RECORD EXTRACTS:
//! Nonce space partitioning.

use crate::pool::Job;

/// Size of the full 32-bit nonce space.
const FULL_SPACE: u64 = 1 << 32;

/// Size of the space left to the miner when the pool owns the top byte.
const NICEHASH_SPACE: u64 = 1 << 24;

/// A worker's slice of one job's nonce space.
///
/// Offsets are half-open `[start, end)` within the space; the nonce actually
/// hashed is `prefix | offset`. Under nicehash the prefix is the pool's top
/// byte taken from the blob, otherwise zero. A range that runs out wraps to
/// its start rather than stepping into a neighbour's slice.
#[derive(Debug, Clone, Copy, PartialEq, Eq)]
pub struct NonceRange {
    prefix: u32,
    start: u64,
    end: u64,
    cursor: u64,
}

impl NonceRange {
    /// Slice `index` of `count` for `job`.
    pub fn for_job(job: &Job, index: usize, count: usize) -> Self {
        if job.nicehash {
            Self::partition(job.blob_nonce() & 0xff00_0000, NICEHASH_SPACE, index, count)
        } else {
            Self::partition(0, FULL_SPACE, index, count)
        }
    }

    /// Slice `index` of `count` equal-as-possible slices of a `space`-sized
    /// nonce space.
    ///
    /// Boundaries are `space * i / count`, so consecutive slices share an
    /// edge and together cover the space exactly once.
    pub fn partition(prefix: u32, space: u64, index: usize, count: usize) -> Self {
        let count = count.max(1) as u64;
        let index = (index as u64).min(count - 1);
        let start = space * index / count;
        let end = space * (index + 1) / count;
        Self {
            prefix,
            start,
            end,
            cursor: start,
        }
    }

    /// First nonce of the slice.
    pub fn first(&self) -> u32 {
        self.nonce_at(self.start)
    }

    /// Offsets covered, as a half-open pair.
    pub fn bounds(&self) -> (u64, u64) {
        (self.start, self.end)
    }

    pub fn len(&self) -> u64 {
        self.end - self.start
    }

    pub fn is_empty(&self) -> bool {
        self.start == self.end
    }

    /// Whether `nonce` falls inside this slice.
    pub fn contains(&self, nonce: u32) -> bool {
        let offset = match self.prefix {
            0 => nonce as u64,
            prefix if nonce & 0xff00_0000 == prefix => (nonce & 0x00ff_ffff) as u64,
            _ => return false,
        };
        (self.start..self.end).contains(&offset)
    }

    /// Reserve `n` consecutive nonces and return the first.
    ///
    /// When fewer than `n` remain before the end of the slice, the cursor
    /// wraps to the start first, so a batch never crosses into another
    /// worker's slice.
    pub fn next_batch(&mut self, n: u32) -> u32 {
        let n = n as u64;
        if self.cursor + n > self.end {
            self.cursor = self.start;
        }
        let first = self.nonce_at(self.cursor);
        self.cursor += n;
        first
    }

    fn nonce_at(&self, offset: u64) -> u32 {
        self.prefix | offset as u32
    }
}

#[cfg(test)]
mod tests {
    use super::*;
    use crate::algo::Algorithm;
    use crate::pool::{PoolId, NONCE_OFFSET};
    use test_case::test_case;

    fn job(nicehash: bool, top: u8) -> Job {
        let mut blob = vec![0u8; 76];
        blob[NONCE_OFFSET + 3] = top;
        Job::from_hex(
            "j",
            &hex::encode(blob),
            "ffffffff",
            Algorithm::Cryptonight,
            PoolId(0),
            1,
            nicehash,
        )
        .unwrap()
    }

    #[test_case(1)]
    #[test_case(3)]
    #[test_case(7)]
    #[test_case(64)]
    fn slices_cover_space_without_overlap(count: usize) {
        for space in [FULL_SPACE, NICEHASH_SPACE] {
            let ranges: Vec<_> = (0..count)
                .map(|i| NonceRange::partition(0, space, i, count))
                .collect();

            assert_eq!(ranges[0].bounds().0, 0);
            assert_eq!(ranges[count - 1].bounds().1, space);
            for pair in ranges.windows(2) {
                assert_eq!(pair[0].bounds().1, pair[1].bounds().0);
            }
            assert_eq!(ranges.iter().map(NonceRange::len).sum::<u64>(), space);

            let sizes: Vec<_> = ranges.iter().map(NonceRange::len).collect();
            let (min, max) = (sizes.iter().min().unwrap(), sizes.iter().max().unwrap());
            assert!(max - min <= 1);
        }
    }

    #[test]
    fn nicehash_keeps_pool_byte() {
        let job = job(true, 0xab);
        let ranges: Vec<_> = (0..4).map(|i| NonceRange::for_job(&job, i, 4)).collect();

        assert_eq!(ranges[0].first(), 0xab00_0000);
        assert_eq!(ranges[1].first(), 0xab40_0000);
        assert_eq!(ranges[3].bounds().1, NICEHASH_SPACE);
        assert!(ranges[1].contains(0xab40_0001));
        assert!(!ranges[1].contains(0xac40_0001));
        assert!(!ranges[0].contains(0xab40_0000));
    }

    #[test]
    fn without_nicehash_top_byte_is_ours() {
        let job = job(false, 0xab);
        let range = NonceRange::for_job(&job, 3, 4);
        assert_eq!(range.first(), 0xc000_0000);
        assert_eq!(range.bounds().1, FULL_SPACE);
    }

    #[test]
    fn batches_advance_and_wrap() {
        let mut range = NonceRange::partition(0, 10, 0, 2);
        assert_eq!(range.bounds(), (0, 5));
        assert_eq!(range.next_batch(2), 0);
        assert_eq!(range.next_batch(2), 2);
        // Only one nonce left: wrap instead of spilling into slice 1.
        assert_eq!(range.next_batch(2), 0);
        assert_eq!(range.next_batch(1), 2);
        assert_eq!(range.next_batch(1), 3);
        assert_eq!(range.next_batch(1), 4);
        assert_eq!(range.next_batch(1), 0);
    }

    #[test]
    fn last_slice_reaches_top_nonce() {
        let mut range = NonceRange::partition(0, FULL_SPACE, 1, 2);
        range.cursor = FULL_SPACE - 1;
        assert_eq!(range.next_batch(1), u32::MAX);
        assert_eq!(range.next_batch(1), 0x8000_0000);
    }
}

TASK REQUIREMENTS: Nothing but the lines from the one that contains "assert_eq!(range.next_batch(1), u32::MAX);" to the end of the listing should be given again, each exactly as it appears.

SOLUTION FOR THIS PROBLEM:
        assert_eq!(range.next_batch(1), u32::MAX);
        assert_eq!(range.next_batch(1), 0x8000_0000);
    }
}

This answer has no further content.